Governo trava subconcessão dos transportes públicos de Lisboa e Porto

O Governo anunciou esta quinta-feira que vai anular a subconcessão dos transportes públicos de Lisboa e Porto a privados. Não será também preciso indemnizar as empresas que venceram o concurso, garantiu esta quinta-feira o ministro do Ambiente, João Matos Fernandes.

“Só há vencedor de um concurso quando, objetivamente, o Tribunal de Contas visa um contrato, o que ainda não aconteceu”, argumentou o governante, afirmando que a expectativa do governo “é que não terá de haver qualquer indemnização”. Recorde-se que o Tribunal de Contas devolveu por duas vezes os contratos de subconcessão das duas empresas de Lisboa.

João Matos Fernandes afirmou que, no que diz respeito às cauções cobradas às empresas que ganharam as concessões, o ministro do Ambiente disse que seriam devolvidas assim que a decisão jurídica relativa à reversão fosse formalizada, o que poderia demorar mais um mês, devido a “alguma complexidade jurídica”.

Na conferência de imprensa no final do Conselho de Ministros, na qual foram também anunciadas as mudanças nos conselhos de administração da Carris, Metro de Lisboa, Transtejo e Soflusa, João Matos Fernandes confirmou ainda que os preços dos transportes públicos urbanos de Lisboa e do Porto vão-se manter inalterados.

A subconcessão das empresas públicas de transporte foi lançada pelo Executivo de Passos Coelho (PSD/CDS-PP), que atribuiu à espanhola Avanza a exploração da Carris e do metro de Lisboa, à britânica National Express, que detém a espanhola Alsa, a STCP e à francesa Transdev o Metro do Porto.

Os contratos de subconcessão do Metro de Lisboa e da Carris foram assinados a 23 de setembro passado, depois de muita contestação por parte dos sindicatos e da Câmara de Lisboa.
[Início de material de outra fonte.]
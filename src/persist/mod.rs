//! Text persistence for parameters, keys and ciphertext containers.
//!
//! Every object starts with the banner line and a type tag, followed by its
//! body. Containers nest complete objects:
//!
//! ```text
//! => FHE package object <=
//! Rcpp_FandV_ct
//! <c0>
//! <c1>
//! => FHE package object <=
//! Rcpp_FandV_rlk
//! ...
//! ```
//!
//! Polynomial lines are `<len>  c0 c1 ...` in ascending powers of x. Blank
//! lines between objects are ignored on input.

pub mod text;

use std::fs::File;
use std::io::{BufRead, BufReader, BufWriter, Write};
use std::path::Path;
use std::sync::Arc;

use num_bigint::BigInt;
use num_traits::ToPrimitive;
use tracing::{debug, instrument};

use crate::collections::{CiphertextMatrix, CiphertextVector};
use crate::error::{FvError, Result};
use crate::fv::{Ciphertext, PublicKey, RelinKey, SecretKey};
use crate::params::Parameters;
use crate::ring::poly::Poly;

pub use text::{LineReader, HEADER};
use text::{write_object_start, write_poly};

pub const TAG_PARAMS: &str = "Rcpp_FandV_par";
pub const TAG_CIPHERTEXT: &str = "Rcpp_FandV_ct";
pub const TAG_VECTOR: &str = "Rcpp_FandV_ct_vec";
pub const TAG_MATRIX: &str = "Rcpp_FandV_ct_mat";
pub const TAG_PUBLIC_KEY: &str = "Rcpp_FandV_pk";
pub const TAG_SECRET_KEY: &str = "Rcpp_FandV_sk";
pub const TAG_RELIN_KEY: &str = "Rcpp_FandV_rlk";
pub const TAG_KEYS: &str = "FandV_keys";

/// Contexts already seen in one stream; equal blocks resolve to one `Arc`.
#[derive(Default)]
struct Shared {
    params: Vec<Arc<Parameters>>,
    rlks: Vec<Arc<RelinKey>>,
}

impl Shared {
    fn params(&mut self, p: Arc<Parameters>) -> Arc<Parameters> {
        if let Some(known) = self.params.iter().find(|k| **k == p) {
            return known.clone();
        }
        self.params.push(p.clone());
        p
    }

    fn rlk(&mut self, rlk: RelinKey) -> Arc<RelinKey> {
        if let Some(known) = self.rlks.iter().find(|k| ***k == rlk) {
            return known.clone();
        }
        let rlk = Arc::new(rlk);
        self.rlks.push(rlk.clone());
        rlk
    }
}

pub fn save_params<W: Write + ?Sized>(w: &mut W, params: &Parameters) -> Result<()> {
    write_object_start(w, TAG_PARAMS)?;
    writeln!(w, "d={}", params.ring_degree)?;
    writeln!(w, "sigma={}", params.sigma)?;
    writeln!(w, "qpow={}", params.qpow)?;
    writeln!(w, "t={}", params.t)?;
    writeln!(w, "T={}", params.relin_base)?;
    Ok(())
}

pub fn save_relin_key<W: Write + ?Sized>(w: &mut W, rlk: &RelinKey) -> Result<()> {
    write_object_start(w, TAG_RELIN_KEY)?;
    for poly in rlk.polys() {
        write_poly(w, poly)?;
    }
    save_params(w, &rlk.params)
}

pub fn save_public_key<W: Write + ?Sized>(w: &mut W, pk: &PublicKey) -> Result<()> {
    write_object_start(w, TAG_PUBLIC_KEY)?;
    write_poly(w, &pk.p0)?;
    write_poly(w, &pk.p1)?;
    save_relin_key(w, &pk.rlk)?;
    save_params(w, &pk.params)
}

/// The body is s alone; the parameters travel with the public key.
pub fn save_secret_key<W: Write + ?Sized>(w: &mut W, sk: &SecretKey) -> Result<()> {
    write_object_start(w, TAG_SECRET_KEY)?;
    write_poly(w, &sk.poly())
}

pub fn save_ciphertext<W: Write + ?Sized>(w: &mut W, ct: &Ciphertext) -> Result<()> {
    write_object_start(w, TAG_CIPHERTEXT)?;
    write_poly(w, &ct.c0)?;
    write_poly(w, &ct.c1)?;
    save_relin_key(w, &ct.rlk)?;
    save_params(w, &ct.params)
}

#[instrument(skip_all, fields(n = v.len()))]
pub fn save_vector<W: Write + ?Sized>(w: &mut W, v: &CiphertextVector) -> Result<()> {
    write_object_start(w, TAG_VECTOR)?;
    writeln!(w, "n={}", v.len())?;
    for ct in v {
        save_ciphertext(w, ct)?;
    }
    Ok(())
}

#[instrument(skip_all, fields(nrow = m.nrow(), ncol = m.ncol()))]
pub fn save_matrix<W: Write + ?Sized>(w: &mut W, m: &CiphertextMatrix) -> Result<()> {
    write_object_start(w, TAG_MATRIX)?;
    writeln!(w, "nrow={}", m.nrow())?;
    writeln!(w, "ncol={}", m.ncol())?;
    for ct in m.iter() {
        save_ciphertext(w, ct)?;
    }
    Ok(())
}

/// Secret, public and relinearization keys in one object.
pub fn save_keys<W: Write + ?Sized>(
    w: &mut W,
    sk: &SecretKey,
    pk: &PublicKey,
    rlk: &RelinKey,
) -> Result<()> {
    write_object_start(w, TAG_KEYS)?;
    save_secret_key(w, sk)?;
    save_public_key(w, pk)?;
    save_relin_key(w, rlk)
}

pub fn load_params<R: BufRead>(r: R) -> Result<Arc<Parameters>> {
    read_params(&mut LineReader::new(r), &mut Shared::default())
}

pub fn load_relin_key<R: BufRead>(r: R) -> Result<Arc<RelinKey>> {
    read_relin_key(&mut LineReader::new(r), &mut Shared::default())
}

pub fn load_public_key<R: BufRead>(r: R) -> Result<PublicKey> {
    read_public_key(&mut LineReader::new(r), &mut Shared::default())
}

/// A standalone secret key carries no parameters; pass the ones it belongs to.
pub fn load_secret_key<R: BufRead>(r: R, params: &Arc<Parameters>) -> Result<SecretKey> {
    let mut reader = LineReader::new(r);
    let s = read_secret(&mut reader, params.ring_degree)?;
    Ok(SecretKey::from_coeffs(s, params.clone()))
}

pub fn load_ciphertext<R: BufRead>(r: R) -> Result<Ciphertext> {
    read_ciphertext(&mut LineReader::new(r), &mut Shared::default())
}

#[instrument(skip_all)]
pub fn load_vector<R: BufRead>(r: R) -> Result<CiphertextVector> {
    let mut r = LineReader::new(r);
    let mut shared = Shared::default();
    r.expect_object(TAG_VECTOR)?;
    let n: usize = r.read_field("n")?;
    let v = (0..n)
        .map(|_| read_ciphertext(&mut r, &mut shared))
        .collect::<Result<CiphertextVector>>()?;
    debug!(n, contexts = shared.rlks.len(), "loaded vector");
    Ok(v)
}

#[instrument(skip_all)]
pub fn load_matrix<R: BufRead>(r: R) -> Result<CiphertextMatrix> {
    let mut r = LineReader::new(r);
    let mut shared = Shared::default();
    r.expect_object(TAG_MATRIX)?;
    let nrow: usize = r.read_field("nrow")?;
    let ncol: usize = r.read_field("ncol")?;
    let n = nrow
        .checked_mul(ncol)
        .ok_or_else(|| r.error(format!("matrix size {nrow} x {ncol} overflows")))?;
    let elements = (0..n)
        .map(|_| read_ciphertext(&mut r, &mut shared))
        .collect::<Result<Vec<_>>>()?;
    debug!(nrow, ncol, contexts = shared.rlks.len(), "loaded matrix");
    CiphertextMatrix::new(elements, nrow, ncol)
}

#[instrument(skip_all)]
pub fn load_keys<R: BufRead>(r: R) -> Result<(SecretKey, PublicKey, Arc<RelinKey>)> {
    let mut r = LineReader::new(r);
    let mut shared = Shared::default();
    r.expect_object(TAG_KEYS)?;

    r.expect_object(TAG_SECRET_KEY)?;
    let s_poly = r.read_poly()?;
    let s_line = r.line();
    let pk = read_public_key(&mut r, &mut shared)?;
    let rlk = read_relin_key(&mut r, &mut shared)?;

    let d = pk.params.ring_degree;
    let s = small_coeffs(s_poly, d).map_err(|message| FvError::Format {
        line: s_line,
        message,
    })?;
    Ok((SecretKey::from_coeffs(s, pk.params.clone()), pk, rlk))
}

fn read_params<R: BufRead>(r: &mut LineReader<R>, shared: &mut Shared) -> Result<Arc<Parameters>> {
    r.expect_object(TAG_PARAMS)?;
    let d: usize = r.read_field("d")?;
    let sigma: f64 = r.read_field("sigma")?;
    let qpow: u32 = r.read_field("qpow")?;
    let t: BigInt = r.read_field("t")?;
    let relin_base: BigInt = r.read_field("T")?;
    let params = Parameters::builder()
        .ring_degree(d)
        .sigma(sigma)
        .qpow(qpow)
        .plain_modulus(t)
        .relin_base(relin_base)
        .build()
        .map_err(|e| r.error(e.to_string()))?;
    Ok(shared.params(params))
}

/// Reads `N` polynomials, remembering the line each came from. Their ring
/// degree is only known once the trailing parameter block has been read.
fn read_polys<R: BufRead, const N: usize>(r: &mut LineReader<R>) -> Result<[(Poly, usize); N]> {
    let mut out: [(Poly, usize); N] = std::array::from_fn(|_| (Poly::default(), 0));
    for slot in out.iter_mut() {
        let poly = r.read_poly()?;
        *slot = (poly, r.line());
    }
    Ok(out)
}

/// Zero-pad each polynomial to `d` coefficients, rejecting longer ones.
fn fit_ring(polys: &mut [(Poly, usize)], d: usize) -> Result<()> {
    for (poly, line) in polys.iter_mut() {
        if poly.len() > d {
            return Err(FvError::Format {
                line: *line,
                message: format!(
                    "polynomial has {} coefficients but the ring degree is {d}",
                    poly.len()
                ),
            });
        }
        poly.resize(d);
    }
    Ok(())
}

fn read_relin_key<R: BufRead>(r: &mut LineReader<R>, shared: &mut Shared) -> Result<Arc<RelinKey>> {
    r.expect_object(TAG_RELIN_KEY)?;
    let mut polys: [(Poly, usize); 4] = read_polys(r)?;
    let params = read_params(r, shared)?;
    fit_ring(&mut polys, params.ring_degree)?;
    let [(rlk00, _), (rlk01, _), (rlk10, _), (rlk11, _)] = polys;
    Ok(shared.rlk(RelinKey {
        rlk00,
        rlk01,
        rlk10,
        rlk11,
        params,
    }))
}

/// Body shared by public keys and ciphertexts: two polynomials, then the
/// relinearization key and the parameters they live under.
fn read_pair<R: BufRead>(
    r: &mut LineReader<R>,
    shared: &mut Shared,
) -> Result<(Poly, Poly, Arc<Parameters>, Arc<RelinKey>)> {
    let mut polys: [(Poly, usize); 2] = read_polys(r)?;
    let rlk = read_relin_key(r, shared)?;
    let params = read_params(r, shared)?;
    if params != rlk.params {
        return Err(r.error("parameters disagree with the relinearization key"));
    }
    fit_ring(&mut polys, params.ring_degree)?;
    let [(a, _), (b, _)] = polys;
    Ok((a, b, params, rlk))
}

fn read_public_key<R: BufRead>(r: &mut LineReader<R>, shared: &mut Shared) -> Result<PublicKey> {
    r.expect_object(TAG_PUBLIC_KEY)?;
    let (p0, p1, params, rlk) = read_pair(r, shared)?;
    Ok(PublicKey { p0, p1, params, rlk })
}

fn read_ciphertext<R: BufRead>(r: &mut LineReader<R>, shared: &mut Shared) -> Result<Ciphertext> {
    r.expect_object(TAG_CIPHERTEXT)?;
    let (c0, c1, params, rlk) = read_pair(r, shared)?;
    Ok(Ciphertext { c0, c1, params, rlk })
}

fn read_secret<R: BufRead>(r: &mut LineReader<R>, d: usize) -> Result<Vec<i64>> {
    r.expect_object(TAG_SECRET_KEY)?;
    let poly = r.read_poly()?;
    small_coeffs(poly, d).map_err(|message| r.error(message))
}

fn small_coeffs(poly: Poly, d: usize) -> std::result::Result<Vec<i64>, String> {
    if poly.len() > d {
        return Err(format!(
            "secret key has {} coefficients but the ring degree is {d}",
            poly.len()
        ));
    }
    let mut s = poly
        .coeffs
        .iter()
        .map(|c| c.to_i64().ok_or_else(|| format!("secret coefficient {c} out of range")))
        .collect::<std::result::Result<Vec<_>, _>>()?;
    s.resize(d, 0);
    Ok(s)
}

/// Write through a buffered file, creating or truncating `path`.
pub fn write_file<P, F>(path: P, save: F) -> Result<()>
where
    P: AsRef<Path>,
    F: FnOnce(&mut BufWriter<File>) -> Result<()>,
{
    let mut w = BufWriter::new(File::create(path)?);
    save(&mut w)?;
    w.flush()?;
    Ok(())
}

pub fn read_file<P, T, F>(path: P, load: F) -> Result<T>
where
    P: AsRef<Path>,
    F: FnOnce(BufReader<File>) -> Result<T>,
{
    load(BufReader::new(File::open(path)?))
}

pub fn save_ciphertext_file(path: impl AsRef<Path>, ct: &Ciphertext) -> Result<()> {
    write_file(path, |w| save_ciphertext(w, ct))
}

pub fn load_ciphertext_file(path: impl AsRef<Path>) -> Result<Ciphertext> {
    read_file(path, load_ciphertext)
}

pub fn save_vector_file(path: impl AsRef<Path>, v: &CiphertextVector) -> Result<()> {
    write_file(path, |w| save_vector(w, v))
}

pub fn load_vector_file(path: impl AsRef<Path>) -> Result<CiphertextVector> {
    read_file(path, load_vector)
}

pub fn save_matrix_file(path: impl AsRef<Path>, m: &CiphertextMatrix) -> Result<()> {
    write_file(path, |w| save_matrix(w, m))
}

pub fn load_matrix_file(path: impl AsRef<Path>) -> Result<CiphertextMatrix> {
    read_file(path, load_matrix)
}

pub fn save_keys_file(
    path: impl AsRef<Path>,
    sk: &SecretKey,
    pk: &PublicKey,
    rlk: &RelinKey,
) -> Result<()> {
    write_file(path, |w| save_keys(w, sk, pk, rlk))
}

pub fn load_keys_file(path: impl AsRef<Path>) -> Result<(SecretKey, PublicKey, Arc<RelinKey>)> {
    read_file(path, load_keys)
}
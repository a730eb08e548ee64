//! Vectors and matrices of ciphertexts with elementwise and reduction algebra.

pub mod matrix;
pub mod vector;

pub use matrix::CiphertextMatrix;
pub use vector::CiphertextVector;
Contudo, nove dias depois de ter entrado em funções, o Governo socialista de António Costa suspendeu o processo “com efeitos imediatos”.

Na semana passada, um documento do Ministério do Ambiente a que o Jornal de Negócios teve acesso referia “situações de legalidade duvidosa” nos processos dos contratos de subconcessão, apontando sete pontos críticos – entre os quais o incumprimento de regras europeias e nacionais, os compromissos internacionais em matéria de alterações climáticas e o aumento da oferta que implicaria negociação com os municípios.

Em entrevista ao Negócios, João Matos Fernandes assegurou que a decisão da reversão estava tomada e mostrou-se compreensivo com a posição dos privados e as diligências diplomáticas, mas adiantou que, com a reconversão das subconcessões, o Governo “está a fazer o que é sua obrigação”.